SUPPLIED RECORDS
------

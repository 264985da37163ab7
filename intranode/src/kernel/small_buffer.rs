//! Small-buffer all-reduce: every rank reads every peer's whole input and
//! reduces it locally. One round trip, lowest latency for small inputs.

use crate::error::Result;
use crate::kernel::KernelArgs;
use crate::launch::BlockIdx;
use crate::memory::Bf16x8;
use crate::sync::Phase;
use crate::types::MAX_DEVICES;

pub(super) fn run_block(args: &KernelArgs<'_>, block: BlockIdx) -> Result<()> {
    let (rank, world) = (args.rank, args.world_size);
    args.barrier(block.index, Phase::First, 0..world)?;

    let mut vals = [Bf16x8::ZERO; MAX_DEVICES];
    for off in block.lane_offsets(args.plan.numel_aligned) {
        // Start from our own rank so concurrent readers spread over links.
        for step in 0..world {
            let src = (rank + step) % world;
            vals[src] = args.buffers[src].load_vec(off);
        }
        args.output.store_vec(off, &Bf16x8::sum(&vals[..world]));
    }

    // Peers may still be reading our buffer.
    args.barrier(block.index, Phase::Second, 0..world)
}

------

THE PROBLEM
Produce the whole listing once more, exactly.

RESULT FOR THIS EXERCISE
repository 264985da37163ab7
filename intranode/src/kernel/small_buffer.rs
//! Small-buffer all-reduce: every rank reads every peer's whole input and
//! reduces it locally. One round trip, lowest latency for small inputs.

use crate::error::Result;
use crate::kernel::KernelArgs;
use crate::launch::BlockIdx;
use crate::memory::Bf16x8;
use crate::sync::Phase;
use crate::types::MAX_DEVICES;

pub(super) fn run_block(args: &KernelArgs<'_>, block: BlockIdx) -> Result<()> {
    let (rank, world) = (args.rank, args.world_size);
    args.barrier(block.index, Phase::First, 0..world)?;

    let mut vals = [Bf16x8::ZERO; MAX_DEVICES];
    for off in block.lane_offsets(args.plan.numel_aligned) {
        // Start from our own rank so concurrent readers spread over links.
        for step in 0..world {
            let src = (rank + step) % world;
            vals[src] = args.buffers[src].load_vec(off);
        }
        args.output.store_vec(off, &Bf16x8::sum(&vals[..world]));
    }

    // Peers may still be reading our buffer.
    args.barrier(block.index, Phase::Second, 0..world)
}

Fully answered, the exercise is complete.